An Vorgaben vorbeigebaut
Der Europäische Gerichtshof und der Bundesgerichtshof geben im Trennungsgebot vor, dass Personen in Abschiebehaft nicht in einer Gefängnis-ähnlichen Umgebung inhaftiert werden dürfen. Auch das Personal einer solchen Einrichtung sollte über spezifische Qualifikationen verfügen. Ob diese Anforderungen eingehalten werden können, wenn in Thüringen in kürzester Zeit Teile einer Haftanstalt umfunktioniert werden, bleibt fraglich.

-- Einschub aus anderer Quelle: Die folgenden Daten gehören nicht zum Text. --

use crate::calibration::{CalibrationEstimator, SensorCalibration};
use crate::filter::AttitudeFilter;
use crate::types::{MotionSample, TrackerSnapshot};
use thiserror::Error;
use tracing::{debug, info, trace, warn};

#[derive(Debug, Error)]
pub enum TrackerError {
    /// Tracking was requested without a prior completed calibration.
    #[error("no calibration available; run calibrate first")]
    NotCalibrated,
}

#[derive(Debug, Clone, Copy, PartialEq, Eq)]
pub enum TrackingState {
    Idle,
    Calibrating,
    Tracking,
}

/// Orchestrates calibration and tracking.
///
/// Routes each incoming sample to the calibration estimator or the
/// attitude filter depending on state, and produces an immutable
/// snapshot after every dispatch. Strictly single-threaded: one sample
/// at a time, in arrival order.
pub struct TrackingController {
    state: TrackingState,
    estimator: CalibrationEstimator,
    filter: AttitudeFilter,
    calibration: Option<SensorCalibration>,
}

impl TrackingController {
    pub fn new(calibration_samples: usize, dt: f64, alpha: f64) -> Self {
        Self {
            state: TrackingState::Idle,
            estimator: CalibrationEstimator::new(calibration_samples),
            filter: AttitudeFilter::new(dt, alpha),
            calibration: None,
        }
    }

    pub fn state(&self) -> TrackingState {
        self.state
    }

    pub fn calibration(&self) -> Option<&SensorCalibration> {
        self.calibration.as_ref()
    }

    pub fn snapshot(&self) -> TrackerSnapshot {
        TrackerSnapshot {
            attitude: self.filter.attitude(),
            tracking: self.state != TrackingState::Idle,
            calibrated: self.calibration.is_some(),
        }
    }

    /// Begins (or restarts) calibration. Idempotent: calling while a
    /// window is in progress discards it and starts over. The stored
    /// attitude persists; only the biases will be refreshed.
    pub fn calibrate(&mut self) {
        if self.state == TrackingState::Calibrating {
            debug!("calibration already in progress, restarting window");
        }
        self.calibration = None;
        self.estimator.reset();
        self.state = TrackingState::Calibrating;
        info!("Calibration started");
    }

    /// Resumes tracking with previously computed biases, without a fresh
    /// calibration window.
    pub fn resume(&mut self) -> Result<(), TrackerError> {
        if self.calibration.is_none() {
            return Err(TrackerError::NotCalibrated);
        }
        if self.state == TrackingState::Tracking {
            warn!("Already tracking, resume ignored");
            return Ok(());
        }
        self.state = TrackingState::Tracking;
        info!("Tracking resumed with stored calibration");
        Ok(())
    }

    /// Halts tracking. Calibration results are kept so `resume` works
    /// without re-running the window.
    pub fn stop(&mut self) {
        if self.state == TrackingState::Idle {
            return;
        }
        self.state = TrackingState::Idle;
        info!("Tracking stopped");
    }

    /// Processes one sample and returns the resulting published state.
    pub fn dispatch(&mut self, sample: &MotionSample) -> TrackerSnapshot {
        match self.state {
            TrackingState::Idle => {
                trace!("Sample dropped while idle");
            }
            TrackingState::Calibrating => {
                if let Some(cal) = self.estimator.accumulate(sample) {
                    info!(
                        gyro_bias_x = cal.gyro.bias.x,
                        gyro_bias_y = cal.gyro.bias.y,
                        gyro_bias_z = cal.gyro.bias.z,
                        accel_bias_x = cal.accel.bias.x,
                        accel_bias_y = cal.accel.bias.y,
                        accel_bias_z = cal.accel.bias.z,
                        "Calibration complete"
                    );
                    debug!(
                        gyro_noise_x = cal.gyro.noise.x,
                        gyro_noise_y = cal.gyro.noise.y,
                        gyro_noise_z = cal.gyro.noise.z,
                        accel_noise_x = cal.accel.noise.x,
                        accel_noise_y = cal.accel.noise.y,
                        accel_noise_z = cal.accel.noise.z,
                        "Calibration noise estimates"
                    );
                    self.calibration = Some(cal);
                    self.state = TrackingState::Tracking;
                }
            }
            TrackingState::Tracking => {
                if let Some(cal) = &self.calibration {
                    self.filter.step(sample, cal);
                }
            }
        }
        self.snapshot()
    }
}
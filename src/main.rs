use anyhow::Result;
use attitude_config::AppConfig;
use attitude_core::{Tracker, TrackerOptions, TrackerSnapshot, Vec3};
use attitude_sim::MotionScript;
use std::time::Duration;
use tokio::sync::mpsc;
use tracing::{info, warn};

/// How far the sample channel may run ahead of the processing task.
const SAMPLE_CHANNEL_DEPTH: usize = 256;

fn tracker_options(config: &AppConfig) -> TrackerOptions {
    TrackerOptions {
        calibration_samples: config.tracker.calibration_samples,
        sample_rate_hz: config.tracker.sample_rate_hz,
        alpha: config.tracker.alpha,
        calibration_timeout: Duration::from_secs_f64(config.tracker.calibration_timeout_secs),
    }
}

fn motion_script(config: &AppConfig) -> MotionScript {
    let sim = &config.sim;
    MotionScript {
        gyro_bias: Vec3::new(sim.gyro_bias[0], sim.gyro_bias[1], sim.gyro_bias[2]),
        accel_bias: Vec3::new(sim.accel_bias[0], sim.accel_bias[1], sim.accel_bias[2]),
        noise: sim.noise,
        rotation_rate: Vec3::new(
            sim.rotation_rate[0],
            sim.rotation_rate[1],
            sim.rotation_rate[2],
        ),
        stationary_samples: (sim.stationary_secs * config.tracker.sample_rate_hz) as usize,
    }
}

/// One status line per second: the attitude as axis and angle, each to
/// two decimal places.
fn status_line(snapshot: &TrackerSnapshot) -> String {
    if !snapshot.tracking {
        return "Stopped".to_string();
    }
    if !snapshot.calibrated {
        return "Calibrating".to_string();
    }
    let (axis, angle) = snapshot.axis_angle();
    format!(
        "Axis: ({:.2}, {:.2}, {:.2})  Angle: {:.2}",
        axis.x, axis.y, axis.z, angle
    )
}

#[tokio::main]
async fn main() -> Result<()> {
    tracing_subscriber::fmt()
        .with_env_filter(
            tracing_subscriber::EnvFilter::try_from_default_env().unwrap_or_else(|_| {
                "attitude_tracker=info,attitude_core=info,attitude_sim=info".into()
            }),
        )
        .init();

    info!("Attitude tracker starting");

    let config = attitude_config::load_config().unwrap_or_else(|e| {
        warn!(?e, "Failed to load config, using defaults");
        AppConfig::default()
    });

    let (sample_tx, sample_rx) = mpsc::channel(SAMPLE_CHANNEL_DEPTH);
    let source = tokio::spawn(attitude_sim::run_source(
        motion_script(&config),
        config.tracker.sample_rate_hz,
        rand::random(),
        sample_tx,
    ));

    let tracker = Tracker::spawn(tracker_options(&config), sample_rx);
    tracker.calibrate();

    let mut ticker = tokio::time::interval(Duration::from_secs(1));
    loop {
        tokio::select! {
            _ = ticker.tick() => {
                println!("{}", status_line(&tracker.snapshot()));
            }
            _ = tokio::signal::ctrl_c() => {
                info!("Shutting down");
                tracker.stop();
                break;
            }
        }
    }

    source.abort();
    Ok(())
}
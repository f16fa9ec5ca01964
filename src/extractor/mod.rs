//! Structured-text extraction from infobox markup.
//!
//! Everything here is pure: the same markup always yields the same facts, and
//! malformed fragments are skipped rather than reported.

pub mod dates;
pub mod html;
pub mod markup;

use std::collections::BTreeMap;

use crate::model::{FieldName, FieldValue, SourceFact, SourceId, YearsActive};

pub use markup::lead_text;

const INFOBOX_CONFIDENCE: f32 = 0.9;

#[derive(Debug, Clone, Copy, PartialEq, Eq)]
enum ParamKind {
    Date(FieldName),
    Text(FieldName),
    List(FieldName),
    YearsActive,
    YearsActiveStart,
    YearsActiveEnd,
}

fn classify_param(key: &str) -> Option<ParamKind> {
    let kind = match key {
        "birth_date" | "born" => ParamKind::Date(FieldName::BirthDate),
        "death_date" | "died" => ParamKind::Date(FieldName::DeathDate),
        "birth_place" | "place_of_birth" => ParamKind::Text(FieldName::Birthplace),
        "origin" => ParamKind::Text(FieldName::Origin),
        "birth_name" => ParamKind::Text(FieldName::BirthName),
        "years_active" | "yearsactive" => ParamKind::YearsActive,
        "years_active_start" | "active_start" | "yearsactive_start" => ParamKind::YearsActiveStart,
        "years_active_end" | "active_end" | "yearsactive_end" => ParamKind::YearsActiveEnd,
        "instrument" | "instruments" => ParamKind::List(FieldName::Instruments),
        "genre" | "genres" => ParamKind::List(FieldName::Genres),
        "label" | "labels" | "record_label" | "record_labels" => {
            ParamKind::List(FieldName::RecordLabels)
        }
        "occupation" | "occupations" => ParamKind::List(FieldName::Occupations),
        "associated_acts" | "current_member_of" | "past_member_of" => {
            ParamKind::List(FieldName::AssociatedActs)
        }
        "alias" | "aliases" | "also_known_as" | "other_names" => {
            ParamKind::List(FieldName::AlsoKnownAs)
        }
        "spouse" | "spouses" | "partner" | "partners" => ParamKind::List(FieldName::Spouses),
        _ => return None,
    };
    Some(kind)
}

/// Extracts facts from the first `{{Infobox ...}}` template in `raw_markup`.
///
/// Facts are attributed to [`SourceId::WikipediaStructured`].
pub fn extract(raw_markup: &str) -> Vec<SourceFact> {
    let without_comments = markup::strip_comments(raw_markup);
    let Some(infobox) = markup::templates(&without_comments)
        .into_iter()
        .find(|template| template.name.starts_with("infobox"))
    else {
        return Vec::new();
    };
    let params: Vec<(String, String)> = infobox
        .named()
        .into_iter()
        .map(|(key, value)| (key, value.to_string()))
        .collect();
    facts_from_params(&params)
}

fn infobox_fact(field: FieldName, value: FieldValue, key: &str, raw: &str) -> SourceFact {
    SourceFact::new(field, value, SourceId::WikipediaStructured)
        .with_confidence(INFOBOX_CONFIDENCE)
        .with_evidence(format!("{key} = {}", raw.trim()))
}

/// Maps normalized `key = value` pairs onto facts, one per field.
pub(crate) fn facts_from_params(params: &[(String, String)]) -> Vec<SourceFact> {
    let mut scalars: BTreeMap<FieldName, SourceFact> = BTreeMap::new();
    let mut lists: BTreeMap<FieldName, (Vec<String>, String)> = BTreeMap::new();
    let mut curated_years: Option<SourceFact> = None;
    let mut years_start: Option<&str> = None;
    let mut years_end: Option<&str> = None;

    for (key, raw) in params {
        let Some(kind) = classify_param(key) else {
            continue;
        };
        match kind {
            ParamKind::Date(field) => {
                if scalars.contains_key(&field) {
                    continue;
                }
                if let Some(date) = dates::parse_date(raw) {
                    scalars.insert(field, infobox_fact(field, FieldValue::Date(date), key, raw));
                }
            }
            ParamKind::Text(field) => {
                if scalars.contains_key(&field) {
                    continue;
                }
                let text = markup::clean_text(raw);
                if !text.is_empty() {
                    scalars.insert(field, infobox_fact(field, FieldValue::Text(text), key, raw));
                }
            }
            ParamKind::List(field) => {
                let items = markup::split_list(raw);
                if items.is_empty() {
                    continue;
                }
                let entry = lists
                    .entry(field)
                    .or_insert_with(|| (Vec::new(), format!("{key} = {}", raw.trim())));
                entry.0.extend(items);
            }
            ParamKind::YearsActive => {
                if curated_years.is_none() {
                    curated_years = dates::parse_years_active(raw).map(|years| {
                        infobox_fact(FieldName::YearsActive, FieldValue::Years(years), key, raw)
                    });
                }
            }
            ParamKind::YearsActiveStart => years_start = years_start.or(Some(raw.as_str())),
            ParamKind::YearsActiveEnd => years_end = years_end.or(Some(raw.as_str())),
        }
    }

    let years_fact = curated_years.or_else(|| {
        let start = years_start?;
        let years: YearsActive = dates::assemble_years_active(start, years_end)?;
        Some(infobox_fact(
            FieldName::YearsActive,
            FieldValue::Years(years),
            "years_active_start",
            start,
        ))
    });
    if let Some(fact) = years_fact {
        scalars.insert(FieldName::YearsActive, fact);
    }

    for (field, (items, evidence)) in lists {
        let items = markup::dedup_case_insensitive(items);
        scalars.insert(
            field,
            SourceFact::new(field, FieldValue::List(items), SourceId::WikipediaStructured)
                .with_confidence(INFOBOX_CONFIDENCE)
                .with_evidence(evidence),
        );
    }

    scalars.into_values().collect()
}

#[cfg(test)]
mod tests {
    use super::extract;
    use crate::model::{FieldName, FieldValue, RangeBasis, SourceId};

    fn find(facts: &[crate::model::SourceFact], field: FieldName) -> Option<FieldValue> {
        facts
            .iter()
            .find(|fact| fact.field == field)
            .map(|fact| fact.value.clone())
    }

    #[test]
    fn test_extract_inline_infobox_years_and_instruments() {
        let facts = extract(
            "{{Infobox|years_active=1955\u{2013}1967|instruments=[[Tenor saxophone]], [[Soprano saxophone]]}}",
        );

        let years = find(&facts, FieldName::YearsActive).expect("years_active fact");
        let years = years.as_years().expect("years value");
        assert_eq!(years.to_string(), "1955\u{2013}1967");
        assert_eq!(years.basis, RangeBasis::Curated);
        assert_eq!(
            find(&facts, FieldName::Instruments),
            Some(FieldValue::List(vec![
                "Tenor saxophone".to_string(),
                "Soprano saxophone".to_string()
            ]))
        );
        assert!(facts
            .iter()
            .all(|fact| fact.source == SourceId::WikipediaStructured));
    }

    #[test]
    fn test_extract_full_musical_artist_infobox() {
        let wikitext = r#"Intro {{Use mdy dates}}
{{Infobox musical artist
| name        = John Coltrane
| birth_name  = John William Coltrane
| birth_date  = {{Birth date|1926|9|23}}
| birth_place = [[Hamlet, North Carolina]], U.S.
| death_date  = {{Death date and age|1967|7|17|1926|9|23}}
| genre       = {{hlist|[[Jazz]]|[[hard bop]]|[[modal jazz]]}}
| occupation  = Musician, bandleader, composer
| instrument  = Tenor saxophone<br />soprano saxophone
| years_active = 1945&ndash;1967
| label       = [[Prestige Records|Prestige]], [[Atlantic Records|Atlantic]]
| associated_acts = [[Miles Davis]]; [[Thelonious Monk]]
| website     = {{URL|johncoltrane.com}}
}}
'''John William Coltrane''' was a saxophonist."#;
        let facts = extract(wikitext);

        assert_eq!(
            find(&facts, FieldName::BirthDate).and_then(|v| v.as_date().map(|d| d.iso())),
            Some("1926-09-23".to_string())
        );
        assert_eq!(
            find(&facts, FieldName::DeathDate).and_then(|v| v.as_date().map(|d| d.iso())),
            Some("1967-07-17".to_string())
        );
        assert_eq!(
            find(&facts, FieldName::Birthplace),
            Some(FieldValue::Text("Hamlet, North Carolina, U.S.".to_string()))
        );
        assert_eq!(
            find(&facts, FieldName::BirthName),
            Some(FieldValue::Text("John William Coltrane".to_string()))
        );
        assert_eq!(
            find(&facts, FieldName::Genres)
                .and_then(|v| v.as_list().map(|items| items.to_vec())),
            Some(vec![
                "Jazz".to_string(),
                "hard bop".to_string(),
                "modal jazz".to_string()
            ])
        );
        assert_eq!(
            find(&facts, FieldName::Occupations).and_then(|v| v.as_list().map(<[String]>::len)),
            Some(3)
        );
        assert_eq!(
            find(&facts, FieldName::Instruments).and_then(|v| v.as_list().map(<[String]>::len)),
            Some(2)
        );
        assert_eq!(
            find(&facts, FieldName::AssociatedActs)
                .and_then(|v| v.as_list().map(|items| items.to_vec())),
            Some(vec!["Miles Davis".to_string(), "Thelonious Monk".to_string()])
        );
        assert_eq!(
            find(&facts, FieldName::YearsActive).map(|v| match v {
                FieldValue::Years(years) => years.to_string(),
                _ => String::new(),
            }),
            Some("1945\u{2013}1967".to_string())
        );
    }

    #[test]
    fn test_extract_assembles_separate_years_active_parameters() {
        let facts = extract("{{Infobox band|years_active_start=1990|years_active_end=present}}");
        let years = find(&facts, FieldName::YearsActive).expect("years fact");
        let years = years.as_years().expect("years value");
        assert_eq!(years.basis, RangeBasis::Assembled);
        assert_eq!(years.to_string(), "1990\u{2013}present");
    }

    #[test]
    fn test_extract_keeps_partial_birth_date() {
        let facts = extract("{{Infobox person|birth_date=March 1950}}");
        let date = find(&facts, FieldName::BirthDate).expect("birth date");
        let date = date.as_date().expect("date value");
        assert_eq!(date.iso(), "1950-03");
        assert!(date.is_partial());
    }

    #[test]
    fn test_extract_is_pure_and_tolerates_malformed_markup() {
        let inputs = [
            "",
            "no templates at all",
            "{{Infobox musical artist | birth_date = {{birth date|19",
            "{{Infobox | years_active = ]] [[ | instruments = ,,, }}",
            "{{Infobox | = orphan | birth_date = not a date }}",
        ];
        for input in inputs {
            let first = extract(input);
            let second = extract(input);
            assert_eq!(first, second);
        }
        assert!(extract("{{Infobox | instruments = ,,, }}").is_empty());
    }
}
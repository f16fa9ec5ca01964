//! Wikipedia page lookup shared by the Wikimedia adapters.

use std::collections::{HashMap, VecDeque};
use std::sync::{Arc, Mutex, PoisonError};

use log::{debug, info};
use serde::Deserialize;

use super::matching::{self, NameMatchTier};
use crate::cancellation::CancelToken;
use crate::error::SourceError;
use crate::http_client::{HttpRequest, RateLimitedClient, Upstream};
use crate::model::ArtistQuery;

pub const WIKIPEDIA_ACTION_API_URL: &str = "https://en.wikipedia.org/w/api.php";
pub const WIKIPEDIA_REST_BASE_URL: &str = "https://en.wikipedia.org/api/rest_v1";
const WIKIMEDIA_SEARCH_URL: &str = "https://api.wikimedia.org/core/v1/wikipedia/en/search/page";
const WIKIPEDIA_PAGE_BASE_URL: &str = "https://en.wikipedia.org/wiki";
const MAX_SEARCH_RESULTS: usize = 3;
/// Enough for every adapter of every in-flight resolution to share a lookup.
pub const DEFAULT_CACHED_PAGES: usize = 64;

/// A located article and its linked-data identifier.
#[derive(Debug, Clone, PartialEq, Eq)]
pub struct WikiPage {
    pub title: String,
    pub url: String,
    pub wikibase_item: Option<String>,
}

impl WikiPage {
    /// Title with spaces as underscores, percent-encoded for path segments.
    pub fn path_title(&self) -> String {
        urlencoding::encode(&self.title.replace(' ', "_")).into_owned()
    }
}

#[derive(Debug, Deserialize)]
struct PagePropsResponse {
    #[serde(default)]
    query: Option<PagePropsQuery>,
}

#[derive(Debug, Deserialize)]
struct PagePropsQuery {
    #[serde(default)]
    pages: Vec<PageInfo>,
}

#[derive(Debug, Deserialize)]
struct PageInfo {
    #[serde(default)]
    title: String,
    #[serde(default)]
    missing: bool,
    #[serde(default)]
    fullurl: Option<String>,
    #[serde(default)]
    pageprops: HashMap<String, serde_json::Value>,
}

/// Picks a non-disambiguation title that matches the name, else the first result.
pub fn choose_title(artist: &str, titles: &[String]) -> Option<String> {
    let candidates = titles
        .iter()
        .filter(|title| !matching::looks_disambiguation(title));
    let best = candidates
        .map(|title| (matching::name_match_tier(artist, title), title))
        .filter(|(tier, _)| *tier >= NameMatchTier::NearExact)
        .max_by(|left, right| left.0.cmp(&right.0).then_with(|| right.1.len().cmp(&left.1.len())));
    best.map(|(_, title)| title.clone())
        .or_else(|| titles.first().cloned())
}

/// Recent lookups, oldest evicted first once `capacity` is reached.
struct PageCache {
    capacity: usize,
    entries: HashMap<String, Option<WikiPage>>,
    order: VecDeque<String>,
}

impl PageCache {
    fn new(capacity: usize) -> Self {
        Self {
            capacity: capacity.max(1),
            entries: HashMap::new(),
            order: VecDeque::new(),
        }
    }

    fn get(&self, key: &str) -> Option<&Option<WikiPage>> {
        self.entries.get(key)
    }

    fn insert(&mut self, key: String, page: Option<WikiPage>) {
        if self.entries.insert(key.clone(), page).is_some() {
            return;
        }
        self.order.push_back(key);
        while self.order.len() > self.capacity {
            if let Some(evicted) = self.order.pop_front() {
                self.entries.remove(&evicted);
            }
        }
    }
}

/// Memoizing title search plus page-properties lookup.
///
/// Successful lookups and "no page" answers are remembered per artist name,
/// up to a fixed number of recent names; transient failures are not, so a
/// later adapter may try again.
pub struct WikipediaPageDirectory {
    client: Arc<RateLimitedClient>,
    pages: Mutex<PageCache>,
}

impl WikipediaPageDirectory {
    pub fn new(client: Arc<RateLimitedClient>) -> Self {
        Self::with_capacity(client, DEFAULT_CACHED_PAGES)
    }

    pub fn with_capacity(client: Arc<RateLimitedClient>, capacity: usize) -> Self {
        Self {
            client,
            pages: Mutex::new(PageCache::new(capacity)),
        }
    }

    fn cache_key(query: &ArtistQuery) -> String {
        matching::normalize_text(&query.name)
    }

    pub fn lookup(&self, query: &ArtistQuery, cancel: &CancelToken) -> Result<WikiPage, SourceError> {
        let key = Self::cache_key(query);
        if let Some(cached) = self
            .pages
            .lock()
            .unwrap_or_else(PoisonError::into_inner)
            .get(&key)
        {
            return cached.clone().ok_or(SourceError::NotFound);
        }

        let resolved = match self.locate(query, cancel) {
            Ok(page) => Some(page),
            Err(SourceError::NotFound) => None,
            Err(error) => return Err(error),
        };
        self.pages
            .lock()
            .unwrap_or_else(PoisonError::into_inner)
            .insert(key, resolved.clone());
        resolved.ok_or(SourceError::NotFound)
    }

    fn locate(&self, query: &ArtistQuery, cancel: &CancelToken) -> Result<WikiPage, SourceError> {
        let url = format!(
            "{}?q={}&limit={}",
            WIKIMEDIA_SEARCH_URL,
            urlencoding::encode(&query.name),
            MAX_SEARCH_RESULTS
        );
        let response = self
            .client
            .call(Upstream::Wikipedia, &HttpRequest::get(url), cancel)?
            .ensure_success()?;
        let titles = matching::extract_title_strings(&response.json()?);
        let title = choose_title(&query.name, &titles).ok_or(SourceError::NotFound)?;
        debug!("Wikipedia: '{}' resolved to page '{}'", query.name, title);
        self.page_info(&title, cancel)
    }

    fn page_info(&self, title: &str, cancel: &CancelToken) -> Result<WikiPage, SourceError> {
        let url = format!(
            "{}?action=query&prop=pageprops|info&inprop=url&redirects=1&format=json&formatversion=2&titles={}",
            WIKIPEDIA_ACTION_API_URL,
            urlencoding::encode(title)
        );
        let response = self
            .client
            .call(Upstream::Wikipedia, &HttpRequest::get(url), cancel)?
            .ensure_success()?;
        let parsed: PagePropsResponse = serde_json::from_str(&response.body)?;
        let info = parsed
            .query
            .and_then(|query| query.pages.into_iter().next())
            .ok_or_else(|| SourceError::Parse("page properties response missing pages".to_string()))?;
        if info.missing {
            return Err(SourceError::NotFound);
        }
        if info.pageprops.contains_key("disambiguation") {
            info!("Wikipedia: '{}' is a disambiguation page, skipping", title);
            return Err(SourceError::NotFound);
        }

        let title = if info.title.trim().is_empty() {
            title.to_string()
        } else {
            info.title.trim().to_string()
        };
        let url = info.fullurl.unwrap_or_else(|| {
            format!(
                "{}/{}",
                WIKIPEDIA_PAGE_BASE_URL,
                urlencoding::encode(&title.replace(' ', "_"))
            )
        });
        let wikibase_item = info
            .pageprops
            .get("wikibase_item")
            .and_then(|value| value.as_str())
            .map(str::to_string);
        Ok(WikiPage {
            title,
            url,
            wikibase_item,
        })
    }
}
//! Event-bus protocol shared by the resolution engine and its observers.
//!
//! Resolutions publish their phase transitions and per-source outcomes here;
//! the binary's progress logger is the only consumer today.

use std::fmt;

use crate::model::{ResolutionStatus, SourceId};

/// Top-level envelope for all bus traffic.
#[derive(Debug, Clone)]
pub enum Message {
    Resolution(ResolutionMessage),
}

/// Lifecycle of one resolution.
#[derive(Debug, Clone, Copy, PartialEq, Eq)]
pub enum ResolutionPhase {
    Pending,
    Querying(SourceId),
    Merging,
    AiSupplement,
    Done,
}

impl fmt::Display for ResolutionPhase {
    fn fmt(&self, f: &mut fmt::Formatter<'_>) -> fmt::Result {
        match self {
            Self::Pending => f.write_str("pending"),
            Self::Querying(source) => write!(f, "querying {source}"),
            Self::Merging => f.write_str("merging"),
            Self::AiSupplement => f.write_str("ai supplement"),
            Self::Done => f.write_str("done"),
        }
    }
}

/// What one adapter call contributed.
#[derive(Debug, Clone, PartialEq)]
pub enum SourceOutcome {
    Facts(usize),
    NotFound,
    /// Not queried because earlier sources already covered its fields.
    Skipped,
    Failed {
        kind: &'static str,
        message: String,
    },
}

/// Resolution-domain notifications.
#[derive(Debug, Clone)]
pub enum ResolutionMessage {
    PhaseChanged {
        artist: String,
        phase: ResolutionPhase,
    },
    SourceFinished {
        artist: String,
        source: SourceId,
        outcome: SourceOutcome,
    },
    Finished {
        artist: String,
        status: ResolutionStatus,
        known_fields: usize,
        unknown_fields: usize,
    },
    Cancelled {
        artist: String,
    },
}

#[cfg(test)]
mod tests {
    use super::ResolutionPhase;
    use crate::model::SourceId;

    #[test]
    fn test_phase_display_names_the_source() {
        assert_eq!(
            ResolutionPhase::Querying(SourceId::Wikidata).to_string(),
            "querying Wikidata"
        );
        assert_eq!(ResolutionPhase::AiSupplement.to_string(), "ai supplement");
    }
}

Weil Prozesse, Haftbedingungen und Insassen innerhalb von Abschiebeeinrichtungen oftmals unter dem Radar der Öffentlichkeit und damit auch schwer zugänglich für rechtliche Beobachtungen laufen, ist die Überprüfbarkeit erschwert.
Zudem sind laut dem Bundesfachverband zur Unterstützung von Menschen in Abschiebehaft neben den Haftbedingungen auch die Inhaftierungen an sich oftmals unrechtmäßig. Der Flüchtlingsrat Thüringen weist ebenfalls auf seiner Webseite darauf hin, dass über die Hälfte aller Abschiebehaftanordnungen rechtswidrig seien. Hinzu kommt, dass diese Form der Inhaftierung dem Beschleunigungsgrundsatz unterliegt, demzufolge die Inhaftierungen so kurz wie möglich zu halten sind. So kam es in der Vergangenheit häufig dazu, dass die Unrechtmäßigkeit der Haft erst nach der Abschiebung festgestellt wurde.
Gibt es Bedarf?
Ob in Thüringen überhaupt Bedarf an eigenen Abschiebehaftplätzen besteht, ist unklar, dem Flüchtlingsrat Thüringen ist nicht bekannt, ob es in der Vergangenheit Schwierigkeiten gab, einer richterlichen Anordnung zu Abschiebehaft aufgrund fehlender Haftplätze nachzukommen. Neben Maßnahmen wie der Bezahlkarte stellt also die scheinbare Effizienzsteigerung von Abschiebungen, die eigentlich genau das Gegenteil ist, nämlich rechtlich, bürokratisch und finanziell aufwändig, nur eine weitere migrationsfeindliche Abschreckungsmaßnahme dar.
Bedarf an Solidaritätsbekundungen und rechtlichem Beistand besteht im Kontext von Abschiebungen schon lange. Allerspätestens jetzt gibt es aber kein Wegschauen mehr. Handlungsspielraum in möglichem Support von von Abschiebehaft Betroffenen liegt unter anderem darin, Insassen zu besuchen, Kontakt zu halten, sowie Betroffene über Rechte zu informieren. Abschiebeblockaden gelten außerdem als mögliche Praxis, um Abschiebungen zu verhindern. Unter anderen organisierten die Seebrücken Jena und Erfurt bereits am 05. Juli Gegenproteste in Arnstadt für Bewegungsfreiheit, Bleiberecht und für ein selbstbestimmtes Leben für alle mit der Forderung, den Abschiebeknast in Arnstadt nicht in Betrieb zu nehmen sowie jegliche Abschiebeknäste zu schließen.